INFORMATION SHOWN.
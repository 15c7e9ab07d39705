//! GPU buffer resource and CPU mapping.

use std::ops::{Deref, DerefMut};
use std::sync::atomic::Ordering;
use std::sync::{Arc, Weak};

use crate::device::{GraphicsDevice, MapFlags};
use crate::error::GraphicsError;
use crate::types::{BufferDescriptor, BufferUsage};

use super::resource::{GpuResource, ResourceKind};

/// A GPU buffer resource.
///
/// Buffers are created by [`GraphicsDevice::create_buffer`] or found in the
/// cache, and are cheap to clone.
///
/// # Example
///
/// ```ignore
/// let buffer = device.create_buffer(&BufferDescriptor::transfer(1280), true)?;
/// let mut mapping = buffer.map()?;
/// mapping.copy_from_slice(&pixels);
/// mapping.unmap()?;
/// ```
#[derive(Clone)]
pub struct Buffer {
    resource: Arc<GpuResource>,
    descriptor: BufferDescriptor,
    device: Weak<GraphicsDevice>,
}

impl Buffer {
    /// Wrap a cached resource, or `None` if it is not a buffer.
    pub(crate) fn from_resource(
        resource: Arc<GpuResource>,
        device: Weak<GraphicsDevice>,
    ) -> Option<Self> {
        let ResourceKind::Buffer(descriptor) = resource.kind() else {
            return None;
        };
        let descriptor = descriptor.clone();
        Some(Self {
            resource,
            descriptor,
            device,
        })
    }

    /// Get the parent device, if it still exists.
    pub fn device(&self) -> Option<Arc<GraphicsDevice>> {
        self.device.upgrade()
    }

    /// The shared resource state.
    pub fn resource(&self) -> &Arc<GpuResource> {
        &self.resource
    }

    /// Get the buffer descriptor.
    pub fn descriptor(&self) -> &BufferDescriptor {
        &self.descriptor
    }

    /// Get the buffer size in bytes.
    pub fn size(&self) -> u64 {
        self.descriptor.size
    }

    /// Get the buffer usage flags.
    pub fn usage(&self) -> BufferUsage {
        self.descriptor.usage
    }

    /// Whether a [`BufferMapping`] is currently outstanding.
    pub fn is_mapped(&self) -> bool {
        self.resource.mapped_flag().load(Ordering::Acquire)
    }

    /// Map the whole buffer for CPU writes.
    ///
    /// The mapping starts with the buffer's current contents. Changes reach
    /// the GPU when the mapping is unmapped or dropped.
    ///
    /// # Errors
    ///
    /// Fails if the device cannot map buffers, the buffer lacks
    /// [`BufferUsage::MAP_WRITE`], it is already mapped, or its allocation is
    /// gone.
    pub fn map(&self) -> Result<BufferMapping<'_>, GraphicsError> {
        let backend = self.resource.backend();
        if !backend.capabilities().map_flags.contains(MapFlags::CAN_MAP) {
            return Err(GraphicsError::FeatureNotSupported(
                "device cannot map buffers".to_string(),
            ));
        }
        if !self.usage().contains(BufferUsage::MAP_WRITE) {
            return Err(GraphicsError::InvalidParameter(
                "buffer was not created with MAP_WRITE".to_string(),
            ));
        }

        let handle = self.resource.buffer_handle()?;
        if self
            .resource
            .mapped_flag()
            .compare_exchange(false, true, Ordering::AcqRel, Ordering::Acquire)
            .is_err()
        {
            return Err(GraphicsError::InvalidParameter(
                "buffer is already mapped".to_string(),
            ));
        }

        match backend.read_buffer(&handle, 0, self.size()) {
            Ok(data) => {
                log::trace!("Buffer {:?}: mapped {} bytes", self.resource.id(), data.len());
                Ok(BufferMapping {
                    buffer: self,
                    data,
                    flushed: false,
                })
            }
            Err(e) => {
                self.resource.mapped_flag().store(false, Ordering::Release);
                Err(e)
            }
        }
    }
}

impl Deref for Buffer {
    type Target = GpuResource;

    fn deref(&self) -> &GpuResource {
        &self.resource
    }
}

impl Drop for Buffer {
    fn drop(&mut self) {
        super::notify_last_holder(&self.resource, &self.device);
    }
}

impl std::fmt::Debug for Buffer {
    fn fmt(&self, f: &mut std::fmt::Formatter<'_>) -> std::fmt::Result {
        f.debug_struct("Buffer")
            .field("id", &self.resource.id())
            .field("size", &self.descriptor.size)
            .field("usage", &self.descriptor.usage)
            .field("label", &self.descriptor.label)
            .finish()
    }
}

// Ensure Buffer is Send + Sync
static_assertions::assert_impl_all!(Buffer: Send, Sync);

/// CPU view of a mapped [`Buffer`].
///
/// Dereferences to the buffer's bytes. Call [`unmap`](Self::unmap) to write
/// the contents back and observe errors; dropping the mapping writes back
/// too but only logs failures.
pub struct BufferMapping<'a> {
    buffer: &'a Buffer,
    data: Vec<u8>,
    flushed: bool,
}

impl BufferMapping<'_> {
    /// Write the mapped bytes back to the buffer and end the mapping.
    pub fn unmap(mut self) -> Result<(), GraphicsError> {
        self.flush()
    }

    fn flush(&mut self) -> Result<(), GraphicsError> {
        self.flushed = true;
        let resource = &self.buffer.resource;
        let result = resource
            .buffer_handle()
            .and_then(|handle| resource.backend().write_buffer(&handle, 0, &self.data));
        resource.mapped_flag().store(false, Ordering::Release);
        log::trace!("Buffer {:?}: unmapped", resource.id());
        result
    }
}

impl Deref for BufferMapping<'_> {
    type Target = [u8];

    fn deref(&self) -> &[u8] {
        &self.data
    }
}

impl DerefMut for BufferMapping<'_> {
    fn deref_mut(&mut self) -> &mut [u8] {
        &mut self.data
    }
}

impl Drop for BufferMapping<'_> {
    fn drop(&mut self) {
        if self.flushed {
            return;
        }
        if let Err(e) = self.flush() {
            log::warn!("Failed to flush buffer mapping on drop: {}", e);
        }
    }
}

TASK INSTRUCTIONS. Filter the entries above down to the lines that contain the word "created".

ANSWER FOR THE TASK.
/// Buffers are created by [`GraphicsDevice::create_buffer`] or found in the
                "buffer was not created with MAP_WRITE".to_string(),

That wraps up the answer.